Philippines warned over revival of death penalty in war on illegal drugs - GulfToday

Philippines warned over revival of death penalty in war on illegal drugs


The photo is for illustrative purposes.

Manolo B. Jara, Correspondent

A ranking Commission on Human Rights (CHR) official warned the Philippines could face sanctions from the international community if Congress would approve the call of President Rodrigo Duterte for the controversial return of the death penalty in the war on illegal drugs.

CHR Commissioner Karen Gomez-Dumpit said such sanctions could suffer consequences like the removal of the Philippines from the list of countries that benefit from lower tariffs in the European Union.

Besides, reinstating the death penalty by lethal injection would violate a UN-sponsored agreement known as the International Covenant on Civil and Political that commits to its abolition and which the Philippines is a signatory by ratifying it in 2007, Dumpit said.

There is no "opt-out provision" in the agreement as Dumpit explained in a TV interview: "It's all about commitment.

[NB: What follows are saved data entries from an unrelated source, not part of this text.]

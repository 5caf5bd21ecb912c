use crate::VirtualMachineAction;

/// Applies the action to every VM of the resource group concurrently. Fails if it failed for any of them.
pub(crate) async fn run(
	client: &azure::management::Client<'_>,
	logger: &log2::Logger,
	resource_group_name: &str,
	action: VirtualMachineAction,
) -> anyhow::Result<()> {
	let virtual_machines = client.virtual_machines_list(resource_group_name).await?;
	if virtual_machines.is_empty() {
		logger.report_message(format_args!("resource group {resource_group_name} has no virtual machines to {action}"));
		return Ok(());
	}

	let results = futures_util::future::join_all(virtual_machines.iter().map(|vm| async move {
		let result = match action {
			VirtualMachineAction::Start => client.virtual_machine_start(resource_group_name, &vm.name).await,
			VirtualMachineAction::Stop => client.virtual_machine_power_off(resource_group_name, &vm.name).await,
			VirtualMachineAction::Restart => client.virtual_machine_restart(resource_group_name, &vm.name).await,
			VirtualMachineAction::Delete => client.virtual_machine_delete(resource_group_name, &vm.name).await,
		};
		(&*vm.name, result)
	})).await;

	let mut failed = vec![];
	for (vm_name, result) in results {
		match result {
			Ok(()) => logger.report_state("azure/compute/virtual_machine", (resource_group_name, vm_name), format_args!("{action} succeeded")),

			Err(err) => {
				logger.report_error(&err.context(format!("could not {action} virtual machine {vm_name}")));
				failed.push(vm_name);
			},
		}
	}

	if !failed.is_empty() {
		anyhow::bail!("could not {action} virtual machines {failed:?} of resource group {resource_group_name}");
	}

	Ok(())
}

#[cfg(test)]
mod tests {
	use http_common::fake::{empty_response, json_response, FakeTransport};

	fn vm(name: &str) -> serde_json::Value {
		serde_json::json!({
			"id": format!("/subscriptions/sub/resourceGroups/rg/providers/Microsoft.Compute/virtualMachines/{name}"),
			"name": name,
			"location": "westus",
			"properties": {},
		})
	}

	#[tokio::test]
	async fn every_vm_is_attempted() {
		let transport = FakeTransport::new(|req| Ok(
			if req.method == http_common::Method::GET {
				json_response(200, &serde_json::json!({ "value": [vm("vm1"), vm("vm2"), vm("vm3")] }))
			}
			else if req.uri.path().contains("/vm2/") {
				json_response(409, &serde_json::json!({ "error": { "code": "OperationNotAllowed", "message": "VM is being deleted" } }))
			}
			else {
				empty_response(200)
			}
		));
		let tokens = azure::fake::FakeTokens::default();
		let logger = log2::Logger::new(None);
		let client = azure::management::Client::new("sub", &tokens, &transport, &logger);

		let err = super::run(&client, &logger, "rg", crate::VirtualMachineAction::Stop).await.unwrap_err();
		assert_eq!(err.to_string(), r#"could not stop virtual machines ["vm2"] of resource group rg"#);

		let mut power_offs: Vec<_> =
			transport.calls().into_iter()
			.filter(|(method, _)| *method == http_common::Method::POST)
			.map(|(_, path)| path)
			.collect();
		power_offs.sort();
		assert_eq!(power_offs, [
			"/subscriptions/sub/resourceGroups/rg/providers/Microsoft.Compute/virtualMachines/vm1/powerOff",
			"/subscriptions/sub/resourceGroups/rg/providers/Microsoft.Compute/virtualMachines/vm2/powerOff",
			"/subscriptions/sub/resourceGroups/rg/providers/Microsoft.Compute/virtualMachines/vm3/powerOff",
		]);
	}

	#[tokio::test]
	async fn no_vms() {
		let transport = FakeTransport::new(|_| Ok(json_response(200, &serde_json::json!({ "value": [] }))));
		let tokens = azure::fake::FakeTokens::default();
		let logger = log2::Logger::new(None);
		let client = azure::management::Client::new("sub", &tokens, &transport, &logger);

		super::run(&client, &logger, "rg", crate::VirtualMachineAction::Delete).await.unwrap();
		assert_eq!(transport.requests().len(), 1);
	}
}
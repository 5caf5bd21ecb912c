use std::collections::BTreeMap;

/// A service connection, as exposed to the task by the agent.
#[derive(Debug)]
pub struct Endpoint {
	pub id: String,
	pub url: String,
	pub auth_scheme: Option<String>,
	auth_parameters: BTreeMap<String, log2::Secret<String>>,
	data: BTreeMap<String, String>,
}

const DEFAULT_AUTHORITY_URL: &str = "https://login.windows.net/";

impl Endpoint {
	pub fn from_env(id: &str) -> anyhow::Result<Self> {
		Self::from_vars(id, std::env::vars())
	}

	fn from_vars(id: &str, vars: impl IntoIterator<Item = (String, String)>) -> anyhow::Result<Self> {
		let key = id.to_ascii_uppercase();
		let url_name = format!("ENDPOINT_URL_{key}");
		let auth_scheme_name = format!("ENDPOINT_AUTH_SCHEME_{key}");
		let auth_parameter_prefix = format!("ENDPOINT_AUTH_PARAMETER_{key}_");
		let data_prefix = format!("ENDPOINT_DATA_{key}_");

		let mut url = None;
		let mut auth_scheme = None;
		let mut auth_parameters = BTreeMap::new();
		let mut data = BTreeMap::new();

		for (name, value) in vars {
			if name == url_name {
				url = Some(value);
			}
			else if name == auth_scheme_name {
				auth_scheme = Some(value);
			}
			else if let Some(parameter) = name.strip_prefix(&auth_parameter_prefix) {
				auth_parameters.insert(parameter.to_ascii_lowercase(), log2::Secret(value));
			}
			else if let Some(parameter) = name.strip_prefix(&data_prefix) {
				data.insert(parameter.to_ascii_lowercase(), value);
			}
		}

		let url = url.ok_or_else(|| anyhow::anyhow!("service connection {id} has no URL; {url_name} is not set"))?;

		Ok(Endpoint {
			id: id.to_owned(),
			url,
			auth_scheme,
			auth_parameters,
			data,
		})
	}

	pub fn auth_parameter(&self, key: &str) -> anyhow::Result<&str> {
		match self.auth_parameters.get(&key.to_ascii_lowercase()) {
			Some(log2::Secret(value)) if !value.is_empty() => Ok(value),
			_ => Err(anyhow::anyhow!("service connection {} has no {key} authorization parameter", self.id)),
		}
	}

	pub fn data(&self, key: &str) -> Option<&str> {
		self.data.get(&key.to_ascii_lowercase()).map(String::as_str).filter(|value| !value.is_empty())
	}

	/// The ID of the subscription that the service connection is scoped to.
	pub fn subscription_id(&self) -> anyhow::Result<&str> {
		self.data("subscriptionId").ok_or_else(|| anyhow::anyhow!("service connection {} has no subscription ID", self.id))
	}

	/// The credentials of the service connection.
	///
	/// The `ManagedServiceIdentity` scheme uses the identity of the machine the agent runs on.
	/// Every other scheme is treated as a service principal with a client secret.
	pub fn azure_auth(&self) -> anyhow::Result<azure::Auth> {
		if self.auth_scheme.as_deref().is_some_and(|scheme| scheme.eq_ignore_ascii_case("ManagedServiceIdentity")) {
			return azure::Auth::managed_identity_from_env();
		}

		Ok(azure::Auth::ServicePrincipal {
			authority_url: self.data("environmentAuthorityUrl").unwrap_or(DEFAULT_AUTHORITY_URL).to_owned(),
			client_id: self.auth_parameter("servicePrincipalId")?.to_owned(),
			client_secret: self.auth_parameter("servicePrincipalKey")?.to_owned(),
			tenant_id: self.auth_parameter("tenantId")?.to_owned(),
		})
	}
}

#[cfg(test)]
mod tests {
	fn vars(vars: &[(&str, &str)]) -> Vec<(String, String)> {
		vars.iter().map(|&(name, value)| (name.to_owned(), value.to_owned())).collect()
	}

	#[test]
	fn service_principal() {
		let endpoint = super::Endpoint::from_vars("conn1", vars(&[
			("ENDPOINT_URL_CONN1", "https://management.azure.com/"),
			("ENDPOINT_AUTH_SCHEME_CONN1", "ServicePrincipal"),
			("ENDPOINT_AUTH_PARAMETER_CONN1_SERVICEPRINCIPALID", "client"),
			("ENDPOINT_AUTH_PARAMETER_CONN1_SERVICEPRINCIPALKEY", "secret"),
			("ENDPOINT_AUTH_PARAMETER_CONN1_TENANTID", "tenant"),
			("ENDPOINT_DATA_CONN1_SUBSCRIPTIONID", "sub"),
			("ENDPOINT_URL_CONN2", "https://example.org/"),
		])).unwrap();

		assert_eq!(endpoint.url, "https://management.azure.com/");
		assert_eq!(endpoint.subscription_id().unwrap(), "sub");
		assert!(!format!("{endpoint:?}").contains("secret"));

		let azure::Auth::ServicePrincipal { authority_url, client_id, client_secret, tenant_id } = endpoint.azure_auth().unwrap() else {
			panic!("expected service principal");
		};
		assert_eq!(authority_url, "https://login.windows.net/");
		assert_eq!(client_id, "client");
		assert_eq!(client_secret, "secret");
		assert_eq!(tenant_id, "tenant");
	}

	#[test]
	fn missing_parameters() {
		let err = super::Endpoint::from_vars("conn1", vars(&[])).unwrap_err();
		assert!(err.to_string().contains("ENDPOINT_URL_CONN1"), "{err}");

		let endpoint = super::Endpoint::from_vars("conn1", vars(&[
			("ENDPOINT_URL_CONN1", "https://management.azure.com/"),
			("ENDPOINT_AUTH_PARAMETER_CONN1_SERVICEPRINCIPALID", "client"),
			("ENDPOINT_AUTH_PARAMETER_CONN1_TENANTID", ""),
		])).unwrap();
		assert!(endpoint.subscription_id().is_err());
		let Err(err) = endpoint.azure_auth() else { panic!("expected an error") };
		assert!(err.to_string().contains("servicePrincipalKey"), "{err}");
	}

	#[test]
	fn managed_identity() {
		let endpoint = super::Endpoint::from_vars("conn1", vars(&[
			("ENDPOINT_URL_CONN1", "https://management.azure.com/"),
			("ENDPOINT_AUTH_SCHEME_CONN1", "ManagedServiceIdentity"),
		])).unwrap();
		assert!(matches!(endpoint.azure_auth().unwrap(), azure::Auth::ManagedIdentity { .. }));
	}
}
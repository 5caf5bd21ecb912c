use anyhow::Context;

#[derive(Clone, Debug)]
pub enum Body {
	Empty,
	Json(serde_json::Value),

	/// The body could not be parsed as JSON.
	Raw(String),
}

/// An ARM response. Every non-2xx response carries an `error`.
#[derive(Clone, Debug)]
pub struct Response {
	pub status: http_common::StatusCode,
	pub headers: http_common::HeaderMap,
	pub body: Body,
	pub error: Option<crate::ApiError>,
}

impl Response {
	pub(crate) fn new(res: http_common::Response) -> Self {
		let http_common::Response { status, headers, body } = res;

		let body =
			if body.is_empty() {
				Body::Empty
			}
			else {
				match serde_json::from_slice(&body) {
					Ok(value) => Body::Json(value),
					Err(_) => Body::Raw(String::from_utf8_lossy(&body).into_owned()),
				}
			};

		let error = (!status.is_success()).then(|| crate::ApiError::from_body(status, &body));

		Response {
			status,
			headers,
			body,
			error,
		}
	}

	pub fn header_str(&self, name: &str) -> Option<&str> {
		self.headers.get(name).and_then(|value| value.to_str().ok())
	}

	/// The `status` field of a JSON body, as returned by long-running operation status endpoints.
	pub fn body_status(&self) -> Option<&str> {
		match &self.body {
			Body::Json(value) => value.get("status").and_then(serde_json::Value::as_str),
			Body::Empty | Body::Raw(_) => None,
		}
	}

	pub fn json<T>(&self) -> anyhow::Result<T> where T: serde::de::DeserializeOwned {
		match &self.body {
			Body::Json(value) => T::deserialize(value).context("could not deserialize response body"),
			Body::Raw(text) => Err(anyhow::anyhow!("response body is not JSON: {text}")),
			Body::Empty => Err(anyhow::anyhow!("response body is empty")),
		}
	}

	/// Converts a failed response into its error.
	pub fn into_result(mut self) -> Result<Self, crate::ApiError> {
		match self.error.take() {
			Some(err) => Err(err),
			None => Ok(self),
		}
	}
}

#[cfg(test)]
mod tests {
	#[test]
	fn non_success_always_has_error() {
		let res = super::Response::new(http_common::fake::text_response(500, "oops"));
		assert!(matches!(res.body, super::Body::Raw(ref text) if text == "oops"));
		assert!(matches!(res.error, Some(crate::ApiError { kind: crate::ApiErrorKind::Deserialization { .. }, .. })));

		let res = super::Response::new(http_common::fake::empty_response(204));
		assert!(matches!(res.body, super::Body::Empty));
		assert!(res.error.is_none());
	}
}
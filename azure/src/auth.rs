use anyhow::Context;

pub enum Auth {
	ManagedIdentity {
		endpoint: String,

		/// Set for the App Service flavor of managed identity (`MSI_SECRET`). The VM metadata endpoint takes no secret.
		secret: Option<http_common::HeaderValue>,
	},

	ServicePrincipal {
		authority_url: String,
		client_id: String,
		client_secret: String,
		tenant_id: String,
	},
}

const IMDS_ENDPOINT: &str = "http://169.254.169.254/metadata/identity/oauth2/token";

impl Auth {
	/// The managed identity of the machine the task runs on.
	///
	/// Uses `MSI_ENDPOINT` and `MSI_SECRET` if they are set, otherwise the VM instance metadata endpoint.
	pub fn managed_identity_from_env() -> anyhow::Result<Self> {
		if let (Ok(endpoint), Ok(secret)) = (std::env::var("MSI_ENDPOINT"), std::env::var("MSI_SECRET")) {
			let secret: http_common::HeaderValue = secret.try_into().context("could not parse MSI_SECRET as HeaderValue")?;
			return Ok(Auth::ManagedIdentity {
				endpoint,
				secret: Some(secret),
			});
		}

		Ok(Auth::ManagedIdentity {
			endpoint: IMDS_ENDPOINT.to_owned(),
			secret: None,
		})
	}

	async fn get_authorization(&self, transport: &dyn http_common::Transport, resource: &str) -> anyhow::Result<http_common::HeaderValue> {
		#[derive(serde::Deserialize)]
		struct Response {
			access_token: String,
			token_type: String,
		}

		let req = match self {
			Auth::ManagedIdentity { endpoint, secret } => {
				let api_version = if secret.is_some() { "2017-09-01" } else { "2018-02-01" };
				let query =
					form_urlencoded::Serializer::new(String::new())
					.append_pair("resource", resource)
					.append_pair("api-version", api_version)
					.finish();
				let uri: http_common::Uri = format!("{endpoint}?{query}").try_into().context("could not construct authorization request URI")?;

				let mut req = http_common::Request::new(http_common::Method::GET, uri);
				match secret {
					Some(secret) => { req.headers.insert(http_common::HeaderName::from_static("secret"), secret.clone()); },
					None => { req.headers.insert(http_common::HeaderName::from_static("metadata"), http_common::HeaderValue::from_static("true")); },
				}
				req
			},

			Auth::ServicePrincipal { authority_url, client_id, client_secret, tenant_id } => {
				let body =
					form_urlencoded::Serializer::new(String::new())
					.append_pair("grant_type", "client_credentials")
					.append_pair("client_id", client_id)
					.append_pair("client_secret", client_secret)
					.append_pair("resource", resource)
					.finish();
				let uri: http_common::Uri =
					format!("{}/{tenant_id}/oauth2/token", authority_url.trim_end_matches('/'))
					.try_into().context("could not construct authorization request URI")?;

				let mut req = http_common::Request::new(http_common::Method::POST, uri);
				req.headers.insert(http_common::CONTENT_TYPE, http_common::HeaderValue::from_static("application/x-www-form-urlencoded"));
				req.body = Some(body.into());
				req
			},
		};

		let res = transport.send(req).await.context("could not get authorization")?;
		if res.status != http_common::StatusCode::OK || !res.is_json() {
			anyhow::bail!(
				"could not get authorization: token endpoint returned {}: {}",
				res.status,
				String::from_utf8_lossy(&res.body),
			);
		}

		let Response { access_token, token_type } = serde_json::from_slice(&res.body).context("could not parse token response")?;

		let header_value: http_common::HeaderValue = format!("{token_type} {access_token}").try_into().context("could not parse token as HeaderValue")?;
		Ok(header_value)
	}
}

/// Produces the `Authorization` header value for API requests.
pub trait TokenProvider {
	/// Returns the cached token, or fetches a new one if there is none or `force_refresh` is set.
	fn token(&self, force_refresh: bool) -> std::pin::Pin<Box<dyn std::future::Future<Output = anyhow::Result<http_common::HeaderValue>> + '_>>;
}

pub struct Credentials<'a> {
	auth: &'a Auth,
	resource: String,
	transport: &'a dyn http_common::Transport,
	cached: tokio::sync::Mutex<Option<http_common::HeaderValue>>,
	logger: &'a log2::Logger,
}

impl<'a> Credentials<'a> {
	pub fn new(
		auth: &'a Auth,
		resource: String,
		transport: &'a dyn http_common::Transport,
		logger: &'a log2::Logger,
	) -> Self {
		Credentials {
			auth,
			resource,
			transport,
			cached: Default::default(),
			logger,
		}
	}
}

impl TokenProvider for Credentials<'_> {
	fn token(&self, force_refresh: bool) -> std::pin::Pin<Box<dyn std::future::Future<Output = anyhow::Result<http_common::HeaderValue>> + '_>> {
		Box::pin(async move {
			// Held across the fetch so that concurrent callers share one token request.
			let mut cached = self.cached.lock().await;

			if !force_refresh {
				if let Some(authorization) = &*cached {
					return Ok(authorization.clone());
				}
			}

			let log2::Secret(authorization) =
				self.logger.report_operation("azure/authorization", &self.resource, <log2::ScopedObjectOperation<'_>>::Get, async {
					let authorization = self.auth.get_authorization(self.transport, &self.resource).await?;
					Ok::<_, anyhow::Error>(log2::Secret(authorization))
				}).await?;

			*cached = Some(authorization.clone());
			Ok(authorization)
		})
	}
}

#[cfg(test)]
mod tests {
	use http_common::fake::{json_response, text_response, FakeTransport};

	use super::TokenProvider;

	fn service_principal() -> super::Auth {
		super::Auth::ServicePrincipal {
			authority_url: "https://login.windows.net/".to_owned(),
			client_id: "client".to_owned(),
			client_secret: "s3cr=t&".to_owned(),
			tenant_id: "tenant".to_owned(),
		}
	}

	#[tokio::test]
	async fn caches_until_forced() {
		let issued = std::rc::Rc::new(std::cell::Cell::new(0_u32));
		let transport = FakeTransport::new({
			let issued = issued.clone();
			move |_: &http_common::Request| {
				issued.set(issued.get() + 1);
				Ok(json_response(200, &serde_json::json!({
					"access_token": format!("token{}", issued.get()),
					"token_type": "Bearer",
				})))
			}
		});
		let auth = service_principal();
		let logger = log2::Logger::new(None);
		let credentials = super::Credentials::new(&auth, "https://management.azure.com/".to_owned(), &transport, &logger);

		assert_eq!(credentials.token(false).await.unwrap(), "Bearer token1");
		assert_eq!(credentials.token(false).await.unwrap(), "Bearer token1");
		assert_eq!(credentials.token(true).await.unwrap(), "Bearer token2");
		assert_eq!(credentials.token(false).await.unwrap(), "Bearer token2");
		assert_eq!(issued.get(), 2);

		let requests = transport.requests();
		assert_eq!(requests[0].method, http_common::Method::POST);
		assert_eq!(requests[0].uri, "https://login.windows.net/tenant/oauth2/token");
		let body = std::str::from_utf8(requests[0].body.as_deref().unwrap()).unwrap();
		assert!(body.contains("grant_type=client_credentials"));
		assert!(body.contains("client_secret=s3cr%3Dt%26"));
		assert!(body.contains("resource=https%3A%2F%2Fmanagement.azure.com%2F"));
	}

	#[tokio::test]
	async fn token_endpoint_failure_is_an_error() {
		let transport = FakeTransport::new(|_| Ok(text_response(401, "AADSTS7000215: Invalid client secret")));
		let auth = service_principal();
		let logger = log2::Logger::new(None);
		let credentials = super::Credentials::new(&auth, "https://management.azure.com/".to_owned(), &transport, &logger);

		let err = credentials.token(false).await.unwrap_err();
		assert!(format!("{err:?}").contains("AADSTS7000215"));
	}

	#[tokio::test]
	async fn managed_identity_uses_metadata_header() {
		let transport = FakeTransport::new(|_| Ok(json_response(200, &serde_json::json!({
			"access_token": "abc",
			"token_type": "Bearer",
		}))));
		let auth = super::Auth::ManagedIdentity { endpoint: super::IMDS_ENDPOINT.to_owned(), secret: None };
		let logger = log2::Logger::new(None);
		let credentials = super::Credentials::new(&auth, "https://management.azure.com/".to_owned(), &transport, &logger);

		assert_eq!(credentials.token(false).await.unwrap(), "Bearer abc");

		let requests = transport.requests();
		assert_eq!(requests[0].method, http_common::Method::GET);
		assert_eq!(requests[0].headers["metadata"], "true");
		assert_eq!(requests[0].uri.query(), Some("resource=https%3A%2F%2Fmanagement.azure.com%2F&api-version=2018-02-01"));
	}
}
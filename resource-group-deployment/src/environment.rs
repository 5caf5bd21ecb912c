//! The machines of a resource group, published as a pipeline variable so that later tasks can deploy to them.

use std::collections::BTreeMap;

pub const FQDN_PROPERTY: &str = "Microsoft-Vslabs-MG-Resource-FQDN";
pub const WINRM_HTTPS_PORT_PROPERTY: &str = "WinRM_Https";

#[derive(Debug, PartialEq, serde::Deserialize, serde::Serialize)]
pub struct Environment {
	pub name: String,

	#[serde(rename = "createdDate", with = "rfc3339_millis")]
	pub created: time::OffsetDateTime,

	pub project: Option<String>,

	#[serde(rename = "resourceGroupName")]
	pub resource_group_name: String,

	pub resources: Vec<Resource>,
}

#[derive(Debug, PartialEq, serde::Deserialize, serde::Serialize)]
pub struct Resource {
	pub id: String,
	pub name: String,
	pub properties: BTreeMap<String, PropertyValue>,
}

#[derive(Debug, PartialEq, serde::Deserialize, serde::Serialize)]
pub struct PropertyValue {
	#[serde(rename = "isSecure")]
	pub is_secure: bool,

	pub data: String,
}

impl PropertyValue {
	fn plain(data: String) -> Self {
		PropertyValue { is_secure: false, data }
	}
}

impl Environment {
	pub fn new(
		name: &str,
		project: Option<&str>,
		resource_group_name: &str,
		machines: &[winrm_https_listener::Machine],
		created: time::OffsetDateTime,
	) -> Self {
		let resources =
			machines.iter()
			.map(|machine| {
				let mut properties: BTreeMap<_, _> =
					machine.tags.iter()
					.map(|(name, value)| (name.clone(), PropertyValue::plain(value.clone())))
					.collect();
				if let Some(fqdn) = &machine.fqdn {
					properties.insert(FQDN_PROPERTY.to_owned(), PropertyValue::plain(fqdn.clone()));
				}
				properties.insert(WINRM_HTTPS_PORT_PROPERTY.to_owned(), PropertyValue::plain(machine.winrm_https_port.to_string()));

				Resource {
					id: machine.id.clone(),
					name: machine.name.clone(),
					properties,
				}
			})
			.collect();

		Environment {
			name: name.to_owned(),
			created: created - time::Duration::nanoseconds(i64::from(created.nanosecond() % 1_000_000)),
			project: project.map(ToOwned::to_owned),
			resource_group_name: resource_group_name.to_owned(),
			resources,
		}
	}
}

/// Publishes the machines of the resource group as the JSON value of the output variable.
pub(crate) fn register(
	context: &pipeline::Context<'_>,
	output_variable: &str,
	resource_group_name: &str,
	machines: &[winrm_https_listener::Machine],
) -> anyhow::Result<()> {
	let environment = Environment::new(
		output_variable,
		context.variables.team_project.as_deref(),
		resource_group_name,
		machines,
		time::OffsetDateTime::now_utc(),
	);
	let value = serde_json::to_string(&environment)?;
	context.set_variable(output_variable, &value, false);
	context.logger.report_message(format_args!(
		"registered {} machines of resource group {resource_group_name} as {output_variable}",
		environment.resources.len(),
	));
	Ok(())
}

mod rfc3339_millis {
	pub(super) fn serialize<S>(value: &time::OffsetDateTime, serializer: S) -> Result<S::Ok, S::Error> where S: serde::Serializer {
		let value =
			value.to_offset(time::UtcOffset::UTC)
			.format(time::macros::format_description!("[year]-[month]-[day]T[hour]:[minute]:[second].[subsecond digits:3]Z"))
			.map_err(serde::ser::Error::custom)?;
		serializer.serialize_str(&value)
	}

	pub(super) fn deserialize<'de, D>(deserializer: D) -> Result<time::OffsetDateTime, D::Error> where D: serde::Deserializer<'de> {
		let value: std::borrow::Cow<'de, str> = serde::Deserialize::deserialize(deserializer)?;
		time::OffsetDateTime::parse(&value, &time::format_description::well_known::Rfc3339).map_err(serde::de::Error::custom)
	}
}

It's all about confidence whether you as a state party will be able to comply and not renege on those commitments."

Dumpit insisted that reviving the death penalty would not be a deterrent, arguing that solid police work, intelligence work and proper implementation of the laws would help contain the commission of heinous crimes like illegal drugs.

Opposition Congressman Edcel Lagman of Albay province agreed with Dumpit but on another tack particularly on its repercussions to government appeals for the commutation of the death penalty on Filipinos convicted abroad.

Lagman warned the Philippines would lose its moral ascendancy in negotiating for the lifting of such death sentences already imposed on about 100 overseas Filipino workers (OFWs) mainly due to illegal drugs.

Besides, only 37 countries are implementing the death penalty "both in law and in practice" with China, Iran, Pakistan, Indonesia and South Africa accounting for 90 per cent of executions, according to Lagman.

"President Duterte's recommendation to the Congress to reimpose the death penalty aggravates his failure to disclose and discuss his administration's response to the COVID-19 pandemic which is a death sentence to countless Filipinos," he lamented.

But world boxing idol and Senator Manny Pacquiao, a staunch Duterte ally, ignored the arguments of Dumpit and Lagman in advocating the revival of the death penalty, which the country abolished during the time of then president Gloria Macapagal-Arroyo and replaced it with life imprisonment.

Pacquiao cited the urgent need for its revival, pointing out that drug lords, both foreign and local, have taken advantage of the COVID-19 pandemic to flood the country especially shabu (crystal meth), also known as the "poor man's cocaine."

Pacquiao noted that foreign drug lords in particular have capitalised on the absence of capital punishment to operate with impunity in the Philippines while it is busy containing the rapid spread of the virus.

The House has already approved the return of the death penalty but several bills are pending before the Senate, including those filed by Pacquiao and another Duterte supporter freshman Senator Ronald dela Rosa, the former chief of the Philippine National Police (PNP).